I Am Not Your Statistic: Killing User Personas and Reimagining Consumers
Elliott Mower, the Head of Product at Mediacurrent, is a white-collar male, a millennial with a high technological acumen, and is likely to be an early adopter of new technologies.
If you are working in the field of product design, say, building a new software for shopping on your phone, and think Elliott is a potential consumer, you would almost certainly be advised to use this information to build a user persona. That persona would then guide the way you would build your product.
But are these the characteristics—gender, age, technical ability, education—we should be using to try and build our customers the best products possible? Elliott Mower would posit that they are not. In fact, he would posit that these characteristics can be misleading, and are ultimately beside the point.
In other words, Elliot Mower feels the traditional model of a consumer persona no longer does its job. As such, it must die.
This is, of course, hyperbolic, perhaps symbolic, and is not a direct quote from Mr. Mower. But it does touch on what he feels is a set of truths about how an industry standard can be improved.

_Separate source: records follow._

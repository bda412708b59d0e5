//! `with { ... }` attribute blocks

use serde::{Deserialize, Serialize};

use super::{Reference, Span};

#[derive(Debug, Clone, PartialEq, Serialize, Deserialize)]
pub struct WithAttributes {
    pub attributes: Vec<Attribute>,
    pub span: Span,
}

/// `variant override (f except {g}) {"BER"} "value"`
#[derive(Debug, Clone, PartialEq, Serialize, Deserialize)]
pub struct Attribute {
    pub kind: AttributeKind,
    pub modifier: Option<AttributeModifier>,
    pub specifiers: Option<Vec<AttributeSpecifier>>,
    /// Encoding names, as written (quoted)
    pub encodings: Option<Vec<String>>,
    /// Attribute value, as written (quoted)
    pub value: String,
    pub span: Span,
}

#[derive(Debug, Clone, Copy, PartialEq, Eq, Serialize, Deserialize)]
pub enum AttributeKind {
    Extension,
    Encode,
    Variant,
    Display,
    Optional,
}

impl AttributeKind {
    pub fn from_word(word: &str) -> Option<Self> {
        match word {
            "extension" => Some(AttributeKind::Extension),
            "encode" => Some(AttributeKind::Encode),
            "variant" => Some(AttributeKind::Variant),
            "display" => Some(AttributeKind::Display),
            "optional" => Some(AttributeKind::Optional),
            _ => None,
        }
    }

    pub fn as_str(&self) -> &'static str {
        match self {
            AttributeKind::Extension => "extension",
            AttributeKind::Encode => "encode",
            AttributeKind::Variant => "variant",
            AttributeKind::Display => "display",
            AttributeKind::Optional => "optional",
        }
    }
}

#[derive(Debug, Clone, Copy, PartialEq, Eq, Serialize, Deserialize)]
pub enum AttributeModifier {
    Override,
    /// `@local`
    Local,
}

#[derive(Debug, Clone, PartialEq, Serialize, Deserialize)]
pub struct AttributeSpecifier {
    pub reference: Reference,
    pub except: Option<Vec<Reference>>,
}
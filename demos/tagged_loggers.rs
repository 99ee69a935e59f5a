//! Tagged loggers example
//!
//! Demonstrates derived loggers, shared metadata, JSON output, custom
//! translators and instance sharing.
//!
//! Run with: cargo run --example tagged_loggers

use rust_tagged_logger::prelude::*;
use serde_json::json;
use std::sync::Arc;

fn main() -> Result<()> {
    println!("=== Rust Tagged Logger - Tagged Loggers Example ===\n");

    let config = Arc::new(
        Logger::builder()
            .app_id("shop")
            .tags(["backend"])
            .metadata(json!({"region": "eu-west"}))
            .channel(
                Arc::new(ConsoleSink::new().with_output_format(OutputFormat::Json)),
                None,
            )
            .translator(|message: LogMessage| {
                LogMessage::new(message.message.trim().to_string(), message.payload)
            })
            .config(),
    );

    // Same configuration, same logger
    let logger = Logger::create(&config);
    assert!(Arc::ptr_eq(&logger, &Logger::create(&config)));

    println!("1. Derived loggers accumulate tags:");
    let api = logger.tagged(["api"]);
    let orders = api.tagged(["orders"]);
    println!("   api tags:    {:?}", api.tags());
    println!("   orders tags: {:?}", orders.tags());
    orders.info([LogArg::from("  Listing orders  "), LogArg::from(json!({"page": 1}))]);

    println!("\n2. Metadata updates are shared by every logger of the app:");
    api.update_meta(json!({"deployment": "blue"}));
    orders.info([LogArg::from("After metadata update")]);

    println!("\n3. Call tags and stringified payload:");
    orders.warn([
        LogArg::from(LogContext::new().tag("slow").stringify()),
        LogArg::from("Slow query"),
        LogArg::from(json!({"ms": 1250})),
    ]);

    println!("\n4. Synthetic stack on request:");
    orders.debug([
        LogArg::from(LogContext::new().with_stack(true).trim_stack(4)),
        LogArg::from("Where was this called from?"),
    ]);

    println!("\nMetrics: {} logged, {} failed", logger.metrics().total_logged(), logger.metrics().sink_failures());
    logger.flush()?;
    Ok(())
}
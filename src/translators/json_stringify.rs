//! JSON stringification of payload values

use crate::core::error_payload::stringify_error;
use crate::core::{LogMessage, Payload, Translator};
use serde_json::Value;

/// Turns every payload value into its JSON text.
///
/// Errors are rendered with their full filtered stack first, so they do not
/// collapse to `{}`. A value that cannot be serialized becomes `Undefined`.
#[derive(Debug, Clone, Copy, Default)]
pub struct JsonStringifyTranslator;

impl JsonStringifyTranslator {
    fn stringify(item: Payload) -> Payload {
        let json = match item {
            Payload::Error(error) => serde_json::to_string(&stringify_error(&error, None)),
            Payload::Value(value) => serde_json::to_string(&value),
            Payload::Undefined => return Payload::Undefined,
        };
        json.map(|text| Payload::Value(Value::String(text)))
            .unwrap_or(Payload::Undefined)
    }
}

impl Translator for JsonStringifyTranslator {
    fn map(&self, message: LogMessage) -> LogMessage {
        LogMessage {
            message: message.message,
            payload: message.payload.into_iter().map(Self::stringify).collect(),
        }
    }
}
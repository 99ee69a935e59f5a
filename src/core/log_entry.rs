//! Log entry structure

use super::log_arg::Payload;
use super::log_level::LogLevel;
use super::log_meta::LogMeta;
use chrono::{DateTime, Utc};
use serde::Serialize;

/// One finished log record.
///
/// Built once per log call and handed to sinks by shared reference.
#[derive(Debug, Clone, Serialize)]
#[serde(rename_all = "camelCase")]
pub struct LogEntry {
    pub app_id: String,
    pub timestamp: DateTime<Utc>,
    pub level: LogLevel,
    pub message: String,
    #[serde(skip_serializing_if = "Vec::is_empty")]
    pub tags: Vec<String>,
    pub data: Vec<Payload>,
    #[serde(skip_serializing_if = "Option::is_none")]
    pub stack: Option<String>,
    pub meta: LogMeta,
}

impl LogEntry {
    pub fn new(app_id: impl Into<String>, level: LogLevel, message: impl Into<String>) -> Self {
        Self {
            app_id: app_id.into(),
            timestamp: Utc::now(),
            level,
            message: message.into(),
            tags: Vec::new(),
            data: Vec::new(),
            stack: None,
            meta: LogMeta::empty(),
        }
    }

    pub fn with_tags(mut self, tags: Vec<String>) -> Self {
        self.tags = tags;
        self
    }

    pub fn with_data(mut self, data: Vec<Payload>) -> Self {
        self.data = data;
        self
    }

    pub fn with_stack(mut self, stack: Option<String>) -> Self {
        self.stack = stack;
        self
    }

    pub fn with_meta(mut self, meta: LogMeta) -> Self {
        self.meta = meta;
        self
    }

    /// Serialize to a JSON string
    pub fn to_json(&self) -> Result<String, serde_json::Error> {
        serde_json::to_string(self)
    }
}

#[cfg(test)]
mod tests {
    use super::*;
    use serde_json::json;

    #[test]
    fn test_entry_json_shape() {
        let entry = LogEntry::new("app1", LogLevel::Warn, "Disk low")
            .with_tags(vec!["infra".to_string()])
            .with_data(vec![Payload::Value(json!({"free": 5}))])
            .with_meta(LogMeta::bake(json!({"host": "node-1"})));

        let parsed: serde_json::Value = serde_json::from_str(&entry.to_json().unwrap()).unwrap();
        assert_eq!(parsed["appId"], "app1");
        assert_eq!(parsed["level"], "warn");
        assert_eq!(parsed["message"], "Disk low");
        assert_eq!(parsed["tags"], json!(["infra"]));
        assert_eq!(parsed["data"], json!([{"free": 5}]));
        assert_eq!(parsed["meta"], json!({"host": "node-1"}));
        assert!(parsed.get("stack").is_none());
    }

    #[test]
    fn test_entry_defaults() {
        let entry = LogEntry::new("app1", LogLevel::Info, "hello");
        assert!(entry.tags.is_empty());
        assert!(entry.data.is_empty());
        assert!(entry.stack.is_none());
        assert!(entry.meta.is_empty());
    }
}
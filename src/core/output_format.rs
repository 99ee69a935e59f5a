//! Output format configuration for log entries
//!
//! Provides different output formats for log entries:
//! - Text: `[appId][timestamp][level][#tag1,#tag2] message stack` followed by
//!   the payload and an optional `meta:` line
//! - Json: the serialized entry, one object per line

use super::log_entry::LogEntry;
use super::timestamp::TimestampFormat;
use serde_json::Value;

/// Output format for log entries
#[derive(Debug, Clone, Copy, Default, PartialEq, Eq)]
pub enum OutputFormat {
    /// Human-readable text format (default)
    ///
    /// Example: `[shop][2025-01-08T10:30:45.123Z][info][#web] Request processed {"id":1}`
    #[default]
    Text,

    /// JSON format for machine processing
    ///
    /// Example: `{"appId":"shop","timestamp":"2025-01-08T10:30:45.123Z","level":"info",...}`
    Json,
}

impl OutputFormat {
    /// Format a log entry according to this output format
    pub fn format(&self, entry: &LogEntry, timestamp_format: &TimestampFormat, show_meta: bool) -> String {
        match self {
            OutputFormat::Text => self.format_text(entry, timestamp_format, show_meta),
            OutputFormat::Json => self.format_json(entry, timestamp_format),
        }
    }

    fn format_text(&self, entry: &LogEntry, timestamp_format: &TimestampFormat, show_meta: bool) -> String {
        let mut out = format_header(entry, timestamp_format);

        for item in &entry.data {
            out.push(' ');
            out.push_str(&item.to_string());
        }

        if show_meta && !entry.meta.is_empty() {
            out.push_str("\nmeta: ");
            out.push_str(&entry.meta.to_string());
        }
        out
    }

    fn format_json(&self, entry: &LogEntry, timestamp_format: &TimestampFormat) -> String {
        let mut value = match serde_json::to_value(entry) {
            Ok(value) => value,
            Err(_) => return String::new(),
        };

        if let Value::Object(ref mut fields) = value {
            let timestamp = if timestamp_format.is_numeric() {
                Value::Number(entry.timestamp.timestamp_millis().into())
            } else {
                Value::String(timestamp_format.format(&entry.timestamp))
            };
            fields.insert("timestamp".to_string(), timestamp);
            if entry.meta.is_empty() {
                fields.remove("meta");
            }
        }

        serde_json::to_string(&value).unwrap_or_default()
    }
}

/// `[value]`, or nothing for an empty value
pub fn string_node(value: &str) -> String {
    if value.is_empty() {
        String::new()
    } else {
        format!("[{}]", value)
    }
}

/// `[#tag1,#tag2]`, or nothing without tags
pub fn tags_line(tags: &[String]) -> String {
    if tags.is_empty() {
        return String::new();
    }
    let joined = tags
        .iter()
        .map(|tag| format!("#{}", tag))
        .collect::<Vec<_>>()
        .join(",");
    format!("[{}]", joined)
}

/// First line of a text entry: `[appId][timestamp][level][#tags] message stack`
pub fn format_header(entry: &LogEntry, timestamp_format: &TimestampFormat) -> String {
    let header = format!(
        "{}{}{}{} {} {}",
        string_node(&entry.app_id),
        string_node(&timestamp_format.format(&entry.timestamp)),
        string_node(entry.level.to_str()),
        tags_line(&entry.tags),
        entry.message,
        entry.stack.as_deref().unwrap_or_default(),
    );
    header.trim_end().to_string()
}
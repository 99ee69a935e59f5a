//! Sensitive field sanitization
//!
//! Sanitizing walks every payload value, so it only runs for calls that ask
//! for it.

use crate::core::sanitize::{sanitize_with_mask, SensitiveFields, DEFAULT_MASK};
use crate::core::{LogMessage, Payload, Translator};

/// Masks sensitive fields in every payload value. Errors are left alone.
#[derive(Debug, Clone)]
pub struct SanitizeTranslator {
    fields: SensitiveFields,
    mask: String,
}

impl SanitizeTranslator {
    pub fn new(fields: SensitiveFields) -> Self {
        Self {
            fields,
            mask: DEFAULT_MASK.to_string(),
        }
    }

    #[must_use]
    pub fn with_mask(mut self, mask: impl Into<String>) -> Self {
        self.mask = mask.into();
        self
    }
}

impl Default for SanitizeTranslator {
    fn default() -> Self {
        Self::new(SensitiveFields::defaults())
    }
}

impl Translator for SanitizeTranslator {
    fn map(&self, message: LogMessage) -> LogMessage {
        let payload = message
            .payload
            .into_iter()
            .map(|item| match item {
                Payload::Value(value) => Payload::Value(sanitize_with_mask(&value, &self.fields, &self.mask)),
                other => other,
            })
            .collect();

        LogMessage {
            message: message.message,
            payload,
        }
    }
}
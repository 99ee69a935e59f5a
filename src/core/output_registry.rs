//! Output channel registry
//!
//! Holds `(sink, min_level)` pairs and answers which sinks receive an entry
//! of a given level. Answers are memoized per level; registering a sink
//! clears the memo. Both live behind one lock, so a lookup never sees a new
//! channel together with a stale memo.

use super::log_level::LogLevel;
use super::sink::{same_sink, OutputChannel, Sink};
use parking_lot::RwLock;
use std::collections::HashMap;
use std::fmt;
use std::sync::Arc;

/// Sinks matching one level, in registration order.
pub type SinkList = Arc<[Arc<dyn Sink>]>;

#[derive(Default)]
struct RegistryState {
    outputs: Vec<OutputChannel>,
    by_level: HashMap<LogLevel, SinkList>,
}

#[derive(Default)]
pub struct OutputRegistry {
    state: RwLock<RegistryState>,
}

impl OutputRegistry {
    pub fn new() -> Self {
        Self::default()
    }

    pub fn from_channels<I: IntoIterator<Item = OutputChannel>>(channels: I) -> Self {
        let registry = Self::new();
        for channel in channels {
            registry.add_channel(channel);
        }
        registry
    }

    /// Register `sink`, or replace the threshold of an already registered one.
    ///
    /// A re-registered sink keeps its original position.
    pub fn add(&self, sink: Arc<dyn Sink>, min_level: Option<LogLevel>) -> &Self {
        let mut state = self.state.write();

        match state.outputs.iter_mut().find(|c| same_sink(&c.sink, &sink)) {
            Some(existing) => existing.min_level = min_level,
            None => state.outputs.push(OutputChannel { sink, min_level }),
        }
        state.by_level.clear();
        self
    }

    pub fn add_channel(&self, channel: OutputChannel) -> &Self {
        self.add(channel.sink, channel.min_level)
    }

    /// Sinks whose threshold is at or below `level`.
    pub fn by_level(&self, level: LogLevel) -> SinkList {
        {
            let state = self.state.read();
            if let Some(cached) = state.by_level.get(&level) {
                return Arc::clone(cached);
            }
        }

        let mut state = self.state.write();
        if let Some(cached) = state.by_level.get(&level) {
            return Arc::clone(cached);
        }

        let sinks: SinkList = state
            .outputs
            .iter()
            .filter(|channel| channel.accepts(level))
            .map(|channel| Arc::clone(&channel.sink))
            .collect();
        state.by_level.insert(level, Arc::clone(&sinks));
        sinks
    }

    /// Sinks accepting the least severe level.
    pub fn all(&self) -> SinkList {
        self.by_level(LogLevel::Debug)
    }

    /// Registered channels, in registration order.
    pub fn channels(&self) -> Vec<OutputChannel> {
        self.state.read().outputs.clone()
    }

    pub fn len(&self) -> usize {
        self.state.read().outputs.len()
    }

    pub fn is_empty(&self) -> bool {
        self.state.read().outputs.is_empty()
    }
}

impl fmt::Debug for OutputRegistry {
    fn fmt(&self, f: &mut fmt::Formatter<'_>) -> fmt::Result {
        f.debug_struct("OutputRegistry")
            .field("outputs", &self.state.read().outputs)
            .finish()
    }
}
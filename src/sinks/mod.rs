//! Sink implementations

pub mod buffer;
pub mod console;

pub use buffer::{BufferSink, DEFAULT_MAX_ENTRIES};
pub use console::ConsoleSink;

pub use crate::core::Sink;
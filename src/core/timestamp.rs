//! Timestamp formatting for sink output

use chrono::{DateTime, Utc};
use serde::{Deserialize, Serialize};
use std::fmt::Write;

const ISO8601_MILLIS: &str = "%Y-%m-%dT%H:%M:%S%.3fZ";

/// Timestamp format options
///
/// # Examples
///
/// ```
/// use rust_tagged_logger::core::TimestampFormat;
/// use chrono::Utc;
///
/// let timestamp = TimestampFormat::Iso8601.format(&Utc::now());
/// assert!(timestamp.ends_with('Z'));
/// ```
#[derive(Debug, Clone, Default, PartialEq, Eq, Serialize, Deserialize)]
pub enum TimestampFormat {
    /// ISO 8601 with milliseconds: `2025-01-08T10:30:45.123Z`
    #[default]
    Iso8601,

    /// RFC 3339 format: `2025-01-08T10:30:45.123456+00:00`
    Rfc3339,

    /// Unix timestamp in milliseconds: `1736332245123`
    UnixMillis,

    /// Custom strftime format
    ///
    /// An invalid format string falls back to ISO 8601.
    Custom(String),
}

impl TimestampFormat {
    #[must_use]
    pub fn format(&self, datetime: &DateTime<Utc>) -> String {
        match self {
            TimestampFormat::Iso8601 => datetime.format(ISO8601_MILLIS).to_string(),
            TimestampFormat::Rfc3339 => datetime.to_rfc3339(),
            TimestampFormat::UnixMillis => datetime.timestamp_millis().to_string(),
            TimestampFormat::Custom(format_str) => {
                let mut out = String::new();
                // chrono reports unknown specifiers as a fmt error
                match write!(out, "{}", datetime.format(format_str)) {
                    Ok(()) => out,
                    Err(_) => datetime.format(ISO8601_MILLIS).to_string(),
                }
            }
        }
    }

    #[must_use]
    pub fn is_numeric(&self) -> bool {
        matches!(self, TimestampFormat::UnixMillis)
    }
}
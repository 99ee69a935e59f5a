//! Error types for the logger system

pub type Result<T> = std::result::Result<T, LoggerError>;

#[derive(Debug, thiserror::Error)]
pub enum LoggerError {
    /// Sink rejected an entry
    #[error("Sink '{sink}' failed to write: {message}")]
    SinkWrite { sink: String, message: String },

    /// Sink panicked while handling an entry
    #[error("Sink '{sink}' panicked: {message}")]
    SinkPanicked { sink: String, message: String },

    /// Custom translator panicked; the entry was logged untranslated
    #[error("Translator panicked: {message}")]
    TranslatorPanicked { message: String },

    /// Generic IO error
    #[error("IO error: {0}")]
    IoError(#[from] std::io::Error),

    /// JSON serialization error
    #[error("JSON error: {0}")]
    JsonError(#[from] serde_json::Error),

    /// Invalid configuration with details
    #[error("Invalid configuration for {component}: {message}")]
    InvalidConfiguration { component: String, message: String },

    /// Generic error
    #[error("{0}")]
    Other(String),
}

impl LoggerError {
    /// Create a sink write error
    pub fn sink_write(sink: impl Into<String>, message: impl Into<String>) -> Self {
        LoggerError::SinkWrite {
            sink: sink.into(),
            message: message.into(),
        }
    }

    /// Create a sink panic error
    pub fn sink_panicked(sink: impl Into<String>, message: impl Into<String>) -> Self {
        LoggerError::SinkPanicked {
            sink: sink.into(),
            message: message.into(),
        }
    }

    /// Create a translator panic error
    pub fn translator_panicked(message: impl Into<String>) -> Self {
        LoggerError::TranslatorPanicked {
            message: message.into(),
        }
    }

    /// Create an invalid configuration error
    pub fn config(component: impl Into<String>, message: impl Into<String>) -> Self {
        LoggerError::InvalidConfiguration {
            component: component.into(),
            message: message.into(),
        }
    }

    /// Create a generic error
    pub fn other<S: Into<String>>(msg: S) -> Self {
        LoggerError::Other(msg.into())
    }
}
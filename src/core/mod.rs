//! Core logger types and traits

pub mod config;
pub mod error;
pub mod error_payload;
pub mod instance_registry;
pub mod log_arg;
pub mod log_context;
pub mod log_entry;
pub mod log_level;
pub mod log_meta;
pub mod logger;
pub mod meta_store;
pub mod metrics;
pub mod output_format;
pub mod output_registry;
pub mod sanitize;
pub mod sink;
pub mod timestamp;
pub mod translator;

pub use config::LoggerConfig;
pub use error::{LoggerError, Result};
pub use error_payload::{create_stack, stringify_error, ErrorPayload};
pub use instance_registry::InstanceRegistry;
pub use log_arg::{split_payload, CallShape, LogArg, Payload};
pub use log_context::{LogContext, Sanitize};
pub use log_entry::LogEntry;
pub use log_level::LogLevel;
pub use log_meta::{LogMeta, MetaFields, META_TAGS_KEY};
pub use logger::{generate_app_id, Logger, LoggerBuilder, SinkFailureCallback, StackConfig};
pub use meta_store::MetaStore;
pub use metrics::LoggerMetrics;
pub use output_format::{format_header, string_node, tags_line, OutputFormat};
pub use output_registry::{OutputRegistry, SinkList};
pub use sanitize::{sanitize, sanitize_with_mask, SensitiveFields, DEFAULT_MASK, DEFAULT_SENSITIVE_FIELDS};
pub use sink::{OutputChannel, Sink};
pub use timestamp::TimestampFormat;
pub use translator::{IdentityTranslator, LogMessage, Translator};
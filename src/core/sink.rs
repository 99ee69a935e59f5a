//! Sink trait for log output destinations

use super::{error::Result, log_entry::LogEntry, log_level::LogLevel};
use std::fmt;
use std::sync::Arc;

/// Destination for finished log entries.
///
/// Sinks are shared between loggers, so `write` takes `&self`; mutable state
/// lives behind the sink's own lock. Errors and panics are contained by the
/// logger and never reach other sinks.
pub trait Sink: Send + Sync {
    fn write(&self, entry: &LogEntry) -> Result<()>;

    fn flush(&self) -> Result<()> {
        Ok(())
    }

    fn name(&self) -> &str;
}

/// A sink with an optional minimum level. `None` accepts every level.
#[derive(Clone)]
pub struct OutputChannel {
    pub sink: Arc<dyn Sink>,
    pub min_level: Option<LogLevel>,
}

impl OutputChannel {
    pub fn new(sink: Arc<dyn Sink>) -> Self {
        Self {
            sink,
            min_level: None,
        }
    }

    #[must_use]
    pub fn with_level(mut self, level: LogLevel) -> Self {
        self.min_level = Some(level);
        self
    }

    /// True when entries of `level` pass this channel's threshold.
    #[inline]
    pub fn accepts(&self, level: LogLevel) -> bool {
        level.rank() >= LogLevel::severity(self.min_level)
    }
}

impl fmt::Debug for OutputChannel {
    fn fmt(&self, f: &mut fmt::Formatter<'_>) -> fmt::Result {
        f.debug_struct("OutputChannel")
            .field("sink", &self.sink.name())
            .field("min_level", &self.min_level)
            .finish()
    }
}

/// Identity of a shared sink, ignoring vtable metadata.
#[inline]
pub(crate) fn same_sink(a: &Arc<dyn Sink>, b: &Arc<dyn Sink>) -> bool {
    Arc::as_ptr(a) as *const () == Arc::as_ptr(b) as *const ()
}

To present his case, Mower first delivered a brief history on the way personas came to be. That story, like many, begins with a person who saw a problem and did something to improve it. That person was Alan Cooper, and Alan was an early software developer in the 1980’s and 1990’s. He noticed that developers were making software for themselves and other developers – not for users.
As software rose in popularity and captured more users, the barriers to entry for these technologies became more consequential. Only developers knew how to use them! Cooper, while building his software, decided he would interview consumers and see what their needs and wants were.
By shifting his inner conversation from one with himself, on what he would like to see most in the product, to one that was instead with potential clients, Alan Cooper initialized the process of creating user personas. This process lists a hypothetical customer’s traits, habits, preferences, and demographics so that a developer can attempt to make a product that suits them.
What’s changed that made this process outdated?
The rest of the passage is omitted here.